Please join us for a panel discussion featuring Jay Schalin, Peter Wood, and KC Johnson,
with moderator Mark Bauerlein.
The last academic year saw waves of student protests, disinvitations of campus speakers, and calls for trigger warnings and safe spaces. University administrators tasked with enforcing order and upholding intellectual freedom often found themselves unpreparedor else caved to student demands. What does academic freedom mean in this age of political correctness? Join us as we discuss the status of academic freedom today and how to rebuild its foundations.
When
Wednesday, October 5, 2016
Reception at 6:00 p.m., Talk at 6:30 p.m.
Where
First Things Editorial Offices
35 East 21st St, Sixth Floor
212.627.1985
Jay Schalin joined the Pope Center in August 2007. A Philadelphia native, he began his writing career as a freelance journalist for the Asbury Park Press in New Jersey and wrote for several other papers in New Jersey and Delaware. His articles have appeared in Forbes, the Washington Times, Fox News Online, U.S. News and World Report, Investor’s Business Daily, Human Events, and American Thinker. His op-eds have been published by the McClatchy News Service and Raleigh’s News & Observer. He has been interviewed on ESPN, NPR, and UNC-TV, and his work has been featured on ABC News and Fox News’ The O’Reilly Factor.
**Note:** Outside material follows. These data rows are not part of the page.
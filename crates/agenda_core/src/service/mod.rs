//! Core use-case services.
//!
//! # Responsibility
//! - Orchestrate repository calls into use-case level APIs.
//! - Keep transport layers decoupled from storage details.

pub mod contact_service;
Peter Wood is an anthropologist and former provost. He was appointed president of the NAS in 2009 after serving as NAS’s executive director for two years. Previously, he was provost of The King’s College in New York City (2005-2007), and, earlier, a tenured member of the Anthropology Department at Boston University. Dr. Wood is the author of A Bee in the Mouth: Anger in America Now and of Diversity: The Invention of a Concept. In addition to his scholarly work, Dr. Wood has published several hundred articles in print and online journals, such as Partisan Review and National Review Online, and the Chronicle of Higher Education.
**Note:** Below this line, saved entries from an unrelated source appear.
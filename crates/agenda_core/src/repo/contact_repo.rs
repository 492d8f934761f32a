//! Contact repository contract and SQLite implementation.
//!
//! # Responsibility
//! - Provide stable CRUD and lookup APIs over the `contacts` table.
//! - Keep SQL details inside the core persistence boundary.
//! - Translate the `phone` unique-constraint failure into a domain
//!   validation error instead of leaking the raw SQLite error.
//!
//! # Invariants
//! - Write paths call `ContactDraft::validate()` before SQL mutations.
//! - `id` and `created_at` are assigned on insert and never updated.
//! - Name substring matching uses Rust case folding, not SQLite `NOCASE`,
//!   so non-ASCII names fold the same way on every platform.

use crate::db::{migrations::latest_version, DbError};
use crate::model::contact::{Contact, ContactDraft, ContactId, ContactValidationError};
use rusqlite::{params, Connection, ErrorCode, Row};
use std::error::Error;
use std::fmt::{Display, Formatter};

const CONTACT_SELECT_SQL: &str = "SELECT
    id,
    name,
    email,
    phone,
    notes,
    created_at
FROM contacts";

const CONTACT_COLUMNS: &[&str] = &["id", "name", "email", "phone", "notes", "created_at"];

pub type RepoResult<T> = Result<T, RepoError>;

/// Repository error for contact persistence and query operations.
#[derive(Debug)]
pub enum RepoError {
    /// Field constraint or phone-uniqueness violation.
    Validation(ContactValidationError),
    /// Storage transport failure, fatal to the current request.
    Db(DbError),
    /// Write targeted an id that does not exist.
    NotFound(ContactId),
    /// Persisted state does not satisfy model invariants.
    InvalidData(String),
    /// Connection has not been migrated to the expected schema version.
    UninitializedConnection {
        expected_version: u32,
        actual_version: u32,
    },
    MissingRequiredTable(&'static str),
    MissingRequiredColumn {
        table: &'static str,
        column: &'static str,
    },
}

impl Display for RepoError {
    fn fmt(&self, f: &mut Formatter<'_>) -> std::fmt::Result {
        match self {
            Self::Validation(err) => write!(f, "{err}"),
            Self::Db(err) => write!(f, "{err}"),
            Self::NotFound(id) => write!(f, "contact not found: {id}"),
            Self::InvalidData(message) => write!(f, "invalid persisted contact data: {message}"),
            Self::UninitializedConnection {
                expected_version,
                actual_version,
            } => write!(
                f,
                "connection schema version {actual_version} does not match expected {expected_version}"
            ),
            Self::MissingRequiredTable(table) => write!(f, "missing required table `{table}`"),
            Self::MissingRequiredColumn { table, column } => {
                write!(f, "missing required column `{column}` in table `{table}`")
            }
        }
    }
}

impl Error for RepoError {
    fn source(&self) -> Option<&(dyn Error + 'static)> {
        match self {
            Self::Validation(err) => Some(err),
            Self::Db(err) => Some(err),
            _ => None,
        }
    }
}

impl From<ContactValidationError> for RepoError {
    fn from(value: ContactValidationError) -> Self {
        Self::Validation(value)
    }
}

impl From<DbError> for RepoError {
    fn from(value: DbError) -> Self {
        Self::Db(value)
    }
}

impl From<rusqlite::Error> for RepoError {
    fn from(value: rusqlite::Error) -> Self {
        Self::Db(DbError::Sqlite(value))
    }
}

/// Repository interface for contact CRUD and lookup operations.
///
/// The service layer treats this as a durable store keyed by id, with one
/// unique secondary index (`phone`) and one non-unique text index (`name`).
pub trait ContactRepository {
    /// Inserts one contact, assigning `id` and `created_at`, and returns
    /// the persisted row.
    fn create_contact(&self, draft: &ContactDraft) -> RepoResult<Contact>;
    /// Overwrites `name`, `email`, `phone` and `notes` of an existing row.
    fn update_contact(&self, id: ContactId, draft: &ContactDraft) -> RepoResult<()>;
    /// Gets one contact by primary key.
    fn find_by_id(&self, id: ContactId) -> RepoResult<Option<Contact>>;
    /// Gets the single contact with an exact phone match.
    fn find_by_phone(&self, phone: &str) -> RepoResult<Option<Contact>>;
    /// Lists contacts whose name contains `needle`, case-insensitively.
    fn find_by_name_contains(&self, needle: &str) -> RepoResult<Vec<Contact>>;
    /// Returns whether a contact with the given id exists.
    fn exists_by_id(&self, id: ContactId) -> RepoResult<bool>;
    /// Removes one contact by id. Deleting a missing id is not an error;
    /// callers check existence explicitly when they need the distinction.
    fn delete_by_id(&self, id: ContactId) -> RepoResult<()>;
    /// Lists all contacts ordered by id.
    fn find_all(&self) -> RepoResult<Vec<Contact>>;
}

/// SQLite-backed contact repository.
pub struct SqliteContactRepository<'conn> {
    conn: &'conn Connection,
}

impl<'conn> SqliteContactRepository<'conn> {
    /// Constructs a repository after verifying the connection is migrated
    /// and carries the expected `contacts` schema.
    pub fn try_new(conn: &'conn Connection) -> RepoResult<Self> {
        ensure_connection_ready(conn)?;
        Ok(Self { conn })
    }
}

impl ContactRepository for SqliteContactRepository<'_> {
    fn create_contact(&self, draft: &ContactDraft) -> RepoResult<Contact> {
        draft.validate()?;

        self.conn
            .execute(
                "INSERT INTO contacts (name, email, phone, notes, created_at)
                 VALUES (?1, ?2, ?3, ?4, (strftime('%s', 'now') * 1000));",
                params![
                    draft.name.as_str(),
                    draft.email.as_deref(),
                    draft.phone.as_str(),
                    draft.notes.as_deref(),
                ],
            )
            .map_err(|err| translate_phone_conflict(err, draft.phone.as_str()))?;

        let id = self.conn.last_insert_rowid();
        self.find_by_id(id)?.ok_or_else(|| {
            RepoError::InvalidData(format!("inserted contact {id} missing on read-back"))
        })
    }

    fn update_contact(&self, id: ContactId, draft: &ContactDraft) -> RepoResult<()> {
        draft.validate()?;

        // `created_at` is deliberately absent from the SET list.
        let changed = self
            .conn
            .execute(
                "UPDATE contacts
                 SET
                    name = ?2,
                    email = ?3,
                    phone = ?4,
                    notes = ?5
                 WHERE id = ?1;",
                params![
                    id,
                    draft.name.as_str(),
                    draft.email.as_deref(),
                    draft.phone.as_str(),
                    draft.notes.as_deref(),
                ],
            )
            .map_err(|err| translate_phone_conflict(err, draft.phone.as_str()))?;

        if changed == 0 {
            return Err(RepoError::NotFound(id));
        }

        Ok(())
    }

    fn find_by_id(&self, id: ContactId) -> RepoResult<Option<Contact>> {
        let mut stmt = self
            .conn
            .prepare(&format!("{CONTACT_SELECT_SQL} WHERE id = ?1;"))?;

        let mut rows = stmt.query(params![id])?;
        if let Some(row) = rows.next()? {
            return Ok(Some(parse_contact_row(row)?));
        }

        Ok(None)
    }

    fn find_by_phone(&self, phone: &str) -> RepoResult<Option<Contact>> {
        let mut stmt = self
            .conn
            .prepare(&format!("{CONTACT_SELECT_SQL} WHERE phone = ?1;"))?;

        let mut rows = stmt.query([phone])?;
        if let Some(row) = rows.next()? {
            return Ok(Some(parse_contact_row(row)?));
        }

        Ok(None)
    }

    fn find_by_name_contains(&self, needle: &str) -> RepoResult<Vec<Contact>> {
        // SQLite LIKE/NOCASE only folds ASCII. Folding in Rust keeps
        // "joão" matching "João Silva" on every platform.
        let folded_needle = needle.to_lowercase();

        let mut stmt = self
            .conn
            .prepare(&format!("{CONTACT_SELECT_SQL} ORDER BY id ASC;"))?;
        let mut rows = stmt.query([])?;
        let mut contacts = Vec::new();
        while let Some(row) = rows.next()? {
            let contact = parse_contact_row(row)?;
            if contact.name.to_lowercase().contains(&folded_needle) {
                contacts.push(contact);
            }
        }

        Ok(contacts)
    }

    fn exists_by_id(&self, id: ContactId) -> RepoResult<bool> {
        let exists: i64 = self.conn.query_row(
            "SELECT EXISTS(SELECT 1 FROM contacts WHERE id = ?1);",
            params![id],
            |row| row.get(0),
        )?;
        Ok(exists == 1)
    }

    fn delete_by_id(&self, id: ContactId) -> RepoResult<()> {
        self.conn
            .execute("DELETE FROM contacts WHERE id = ?1;", params![id])?;
        Ok(())
    }

    fn find_all(&self) -> RepoResult<Vec<Contact>> {
        let mut stmt = self
            .conn
            .prepare(&format!("{CONTACT_SELECT_SQL} ORDER BY id ASC;"))?;
        let mut rows = stmt.query([])?;
        let mut contacts = Vec::new();
        while let Some(row) = rows.next()? {
            contacts.push(parse_contact_row(row)?);
        }

        Ok(contacts)
    }
}

/// Maps the `contacts.phone` unique-constraint failure to a validation
/// error; everything else stays a transport error.
fn translate_phone_conflict(err: rusqlite::Error, phone: &str) -> RepoError {
    if let rusqlite::Error::SqliteFailure(failure, _) = &err {
        if failure.code == ErrorCode::ConstraintViolation {
            return RepoError::Validation(ContactValidationError::PhoneTaken(phone.to_string()));
        }
    }
    err.into()
}

fn parse_contact_row(row: &Row<'_>) -> RepoResult<Contact> {
    let contact = Contact {
        id: row.get("id")?,
        name: row.get("name")?,
        email: row.get("email")?,
        phone: row.get("phone")?,
        notes: row.get("notes")?,
        created_at: row.get("created_at")?,
    };

    if contact.phone.is_empty() {
        return Err(RepoError::InvalidData(format!(
            "contact {} has an empty phone in contacts.phone",
            contact.id
        )));
    }

    Ok(contact)
}

fn ensure_connection_ready(conn: &Connection) -> RepoResult<()> {
    let expected_version = latest_version();
    let actual_version: u32 = conn.query_row("PRAGMA user_version;", [], |row| row.get(0))?;
    if actual_version != expected_version {
        return Err(RepoError::UninitializedConnection {
            expected_version,
            actual_version,
        });
    }

    if !table_exists(conn, "contacts")? {
        return Err(RepoError::MissingRequiredTable("contacts"));
    }

    for column in CONTACT_COLUMNS.iter().copied() {
        if !table_has_column(conn, "contacts", column)? {
            return Err(RepoError::MissingRequiredColumn {
                table: "contacts",
                column,
            });
        }
    }

    Ok(())
}

fn table_exists(conn: &Connection, table: &str) -> RepoResult<bool> {
    let exists: i64 = conn.query_row(
        "SELECT EXISTS(
            SELECT 1
            FROM sqlite_master
            WHERE type = 'table' AND name = ?1
        );",
        [table],
        |row| row.get(0),
    )?;
    Ok(exists == 1)
}

fn table_has_column(conn: &Connection, table: &str, column: &str) -> RepoResult<bool> {
    let mut stmt = conn.prepare(&format!("PRAGMA table_info({table});"))?;
    let mut rows = stmt.query([])?;
    while let Some(row) = rows.next()? {
        let current: String = row.get(1)?;
        if current == column {
            return Ok(true);
        }
    }
    Ok(false)
}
KC Johnson is professor of history at Brooklyn College and the City University of New York Graduate Center. Johnson taught at Arizona State University and Williams College and served as visiting professor at Harvard and Tel Aviv University, as Fulbright Distinguished Chair in the Humanities. Johnson has written and edited numerous books about American history. He wrote a blog, and co-wrote, with Stuart Taylor, Until Proven Innocent: Political Correctness and the Shameful Injustice of the Duke Lacrosse Rape Case. He and Taylor are currently finishing a book on due process and campus sexual assault.
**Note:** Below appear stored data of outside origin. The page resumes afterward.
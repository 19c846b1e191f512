//! Game state and core simulation types
//!
//! Everything the host needs to snapshot, serialize or replay a run lives
//! here. State is mutated by `tick` only; the render side gets read-only
//! draw commands.

use glam::Vec2;
use rand::SeedableRng;
use rand_pcg::Pcg32;
use serde::{Deserialize, Serialize};

use super::pool::FixedPool;
use super::{ConfigError, Viewport};
use crate::consts::PARK_POS;
use crate::tuning::SessionConfig;

/// Current phase of a session
#[derive(Debug, Clone, Copy, PartialEq, Eq, Serialize, Deserialize)]
pub enum Phase {
    /// Awaiting start input
    Idle,
    /// Simulation active
    Running,
    /// Run over; restart gated by a grace period
    Ended,
}

/// What a pool holds, used to route draw commands and collision behavior
#[derive(Debug, Clone, Copy, PartialEq, Eq, Hash, Serialize, Deserialize)]
pub enum EntityKind {
    Player,
    Rock,
    DebtRock,
    Laser,
    Pipe,
    Tree,
    Coin,
}

/// Collision footprint of an entity
#[derive(Debug, Clone, Copy, PartialEq, Serialize, Deserialize)]
pub enum Extent {
    Circle { radius: f32 },
    Rect { half: Vec2 },
    /// Vertical obstacle pair with an opening: spans the full viewport height
    /// except for a `gap` ending at the entity's y (flappy pipes). The
    /// entity position is the left edge / top of the lower obstacle.
    Gate { width: f32, gap: f32 },
}

/// One pooled game object. Slot index is its identity; slots are recycled in
/// place, so none of this is stable across a respawn.
#[derive(Debug, Clone, Copy, Serialize, Deserialize)]
pub struct Entity {
    pub pos: Vec2,
    pub vel: Vec2,
    pub extent: Extent,
    /// Ticks left before a projectile burns out (0 = no lifetime)
    pub ttl: u32,
    /// Set once the player has been awarded a pass-score for this entity;
    /// cleared on every respawn
    pub scored: bool,
}

impl Entity {
    /// Inactive placeholder, parked off-screen like the source's laser slots.
    pub fn parked() -> Self {
        Self {
            pos: PARK_POS,
            vel: Vec2::ZERO,
            extent: Extent::Circle { radius: 0.0 },
            ttl: 0,
            scored: false,
        }
    }

    /// Collision radius for circular entities (0 for other shapes).
    pub fn radius(&self) -> f32 {
        match self.extent {
            Extent::Circle { radius } => radius,
            _ => 0.0,
        }
    }
}

/// Player hitbox: a shape deliberately smaller than (and offset from) the
/// sprite, tuned per variant.
#[derive(Debug, Clone, Copy, PartialEq, Serialize, Deserialize)]
pub struct Hitbox {
    pub extent: Extent,
    pub offset: Vec2,
}

impl Hitbox {
    pub fn circle(radius: f32) -> Self {
        Self {
            extent: Extent::Circle { radius },
            offset: Vec2::ZERO,
        }
    }

    pub fn rect(half: Vec2, offset: Vec2) -> Self {
        Self {
            extent: Extent::Rect { half },
            offset,
        }
    }
}

/// The player craft (ship, heli, UFO or skier, depending on variant)
#[derive(Debug, Clone, Serialize, Deserialize)]
pub struct Player {
    pub pos: Vec2,
    pub vel: Vec2,
    /// Facing angle in degrees, 0 = up, clockwise positive
    pub heading: f32,
    pub hitbox: Hitbox,
    pub lives: i32,
    pub money: i64,
    pub score: u64,
    /// Invulnerability countdown; collisions are suppressed while > 0
    pub i_frames: u32,
}

impl Player {
    /// Hitbox center in world space.
    pub fn hit_pos(&self) -> Vec2 {
        self.pos + self.hitbox.offset
    }
}

/// An aimed laser in flight. The near end is the player's position each
/// tick; the far end stays where the shot was aimed.
#[derive(Debug, Clone, Copy, PartialEq, Serialize, Deserialize)]
pub struct Beam {
    /// Fire-time aim point
    pub end: Vec2,
    pub ticks_left: u32,
}

/// One entity kind's runtime slots
#[derive(Debug, Clone, Serialize, Deserialize)]
pub struct EntityPool {
    pub kind: EntityKind,
    pub slots: FixedPool<Entity>,
}

/// Things that happened during a tick, drained by the host for sound/UI.
/// Purely informational; gameplay never reads these back.
#[derive(Debug, Clone, Copy, PartialEq, Serialize, Deserialize)]
pub enum SimEvent {
    PhaseChanged { from: Phase, to: Phase },
    PlayerHit { kind: EntityKind },
    Collected { kind: EntityKind, reward: i64 },
    TargetChipped { kind: EntityKind, slot: usize, reward: i64 },
    TargetRespawned { kind: EntityKind, slot: usize },
    PassScored { slot: usize },
    Fired { slot: usize },
    BeamFired,
}

/// One draw call's worth of state, handed to the render collaborator
#[derive(Debug, Clone, Copy, PartialEq)]
pub struct DrawCmd {
    pub kind: EntityKind,
    pub pos: Vec2,
    pub extent: Extent,
}

/// Complete session state (deterministic, serializable)
#[derive(Debug, Clone, Serialize, Deserialize)]
pub struct Session {
    pub config: SessionConfig,
    /// Run seed for reproducibility
    pub seed: u64,
    pub(crate) rng: Pcg32,
    pub phase: Phase,
    /// Ticks spent in the current phase; zeroed on every transition
    pub ticks_in_phase: u32,
    /// Total ticks since session creation
    pub time_ticks: u64,
    pub player: Player,
    /// One pool per `config.pools` entry, same order
    pub pools: Vec<EntityPool>,
    /// Ticks until the next shot is allowed
    pub fire_cooldown: u32,
    /// Active aimed laser, if the variant fires beams. The host draws the
    /// segment from `player.pos` to `beam.end` itself; `draw_list` only
    /// covers pooled shapes.
    pub beam: Option<Beam>,
    /// Score captured when the run ended
    pub final_score: u64,
    pub debug: bool,
    /// Events from the most recent tick
    #[serde(skip)]
    pub events: Vec<SimEvent>,
}

impl Session {
    /// Validate `config` and build an idle session. Pools start with every
    /// slot inactive; the initial layout is rolled when a run starts.
    pub fn new(config: SessionConfig, seed: u64) -> Result<Self, ConfigError> {
        config.validate()?;

        let mut pools = Vec::with_capacity(config.pools.len());
        for spec in &config.pools {
            pools.push(EntityPool {
                kind: spec.kind,
                slots: FixedPool::new(spec.capacity, |_| Entity::parked())?,
            });
        }

        let player = Player {
            pos: config.player_start,
            vel: Vec2::ZERO,
            heading: 0.0,
            hitbox: config.player_hitbox,
            lives: config.starting_lives,
            money: 0,
            score: 0,
            i_frames: 0,
        };

        Ok(Self {
            config,
            seed,
            rng: Pcg32::seed_from_u64(seed),
            phase: Phase::Idle,
            ticks_in_phase: 0,
            time_ticks: 0,
            player,
            pools,
            fire_cooldown: 0,
            beam: None,
            final_score: 0,
            debug: false,
            events: Vec::new(),
        })
    }

    pub fn viewport(&self) -> Viewport {
        self.config.viewport
    }

    /// Whether the player sprite should be drawn this tick. During i-frames
    /// the sprite flickers on a 10-tick cycle, exactly as the source games
    /// did it.
    pub fn player_visible(&self) -> bool {
        self.player.i_frames == 0 || self.player.i_frames % 10 < 5
    }

    /// Per-tick draw snapshot: every active entity in pool order, then the
    /// player (when visible). The core never draws; the host consumes this.
    pub fn draw_list(&self) -> Vec<DrawCmd> {
        let mut cmds = Vec::new();
        for pool in &self.pools {
            for (_, e) in pool.slots.iter_active() {
                cmds.push(DrawCmd {
                    kind: pool.kind,
                    pos: e.pos,
                    extent: e.extent,
                });
            }
        }
        if self.player_visible() {
            cmds.push(DrawCmd {
                kind: EntityKind::Player,
                pos: self.player.pos,
                extent: self.player.hitbox.extent,
            });
        }
        cmds
    }

    pub(crate) fn set_phase(&mut self, to: Phase) {
        let from = self.phase;
        if from != to {
            log::info!("phase {from:?} -> {to:?} (tick {})", self.time_ticks);
            self.events.push(SimEvent::PhaseChanged { from, to });
            self.phase = to;
            self.ticks_in_phase = 0;
        }
    }
}

#[cfg(test)]
mod tests {
    use super::*;
    use crate::tuning::Variant;

    fn session() -> Session {
        let config = Variant::DebtCollector.config(Viewport::new(800.0, 600.0));
        Session::new(config, 7).unwrap()
    }

    #[test]
    fn test_new_session_is_idle_and_parked() {
        let s = session();
        assert_eq!(s.phase, Phase::Idle);
        for pool in &s.pools {
            assert_eq!(pool.slots.active_count(), 0);
        }
        // No entities drawn yet, just the player.
        let cmds = s.draw_list();
        assert_eq!(cmds.len(), 1);
        assert_eq!(cmds[0].kind, EntityKind::Player);
    }

    #[test]
    fn test_player_flicker_during_i_frames() {
        let mut s = session();
        s.player.i_frames = 0;
        assert!(s.player_visible());
        s.player.i_frames = 13; // 13 % 10 = 3 < 5 -> drawn
        assert!(s.player_visible());
        s.player.i_frames = 17; // 17 % 10 = 7 -> hidden
        assert!(!s.player_visible());
    }

    #[test]
    fn test_session_serde_round_trip() {
        let s = session();
        let json = serde_json::to_string(&s).unwrap();
        let back: Session = serde_json::from_str(&json).unwrap();
        assert_eq!(back.phase, s.phase);
        assert_eq!(back.seed, s.seed);
        assert_eq!(back.pools.len(), s.pools.len());
    }
}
Mark Bauerlein is Professor of English at Emory University and Senior Editor at First Things. His books include Literary Criticism: An Autopsy (1997), The Pragmatic Mind: Explorations in the Psychology of Belief (1997), and The Dumbest Generation: How the Digital Age Stupefies Young Americans and Jeopardizes Our Future (2008). His essays have appeared in PMLA, Partisan Review, Wilson Quarterly, Yale Review, Commentary, and New Criterion, and his commentaries and reviews in the New York Times, Wall Street Journal, Washington Post, Boston Globe, Weekly Standard, The Guardian, and Chronicle of Higher Education.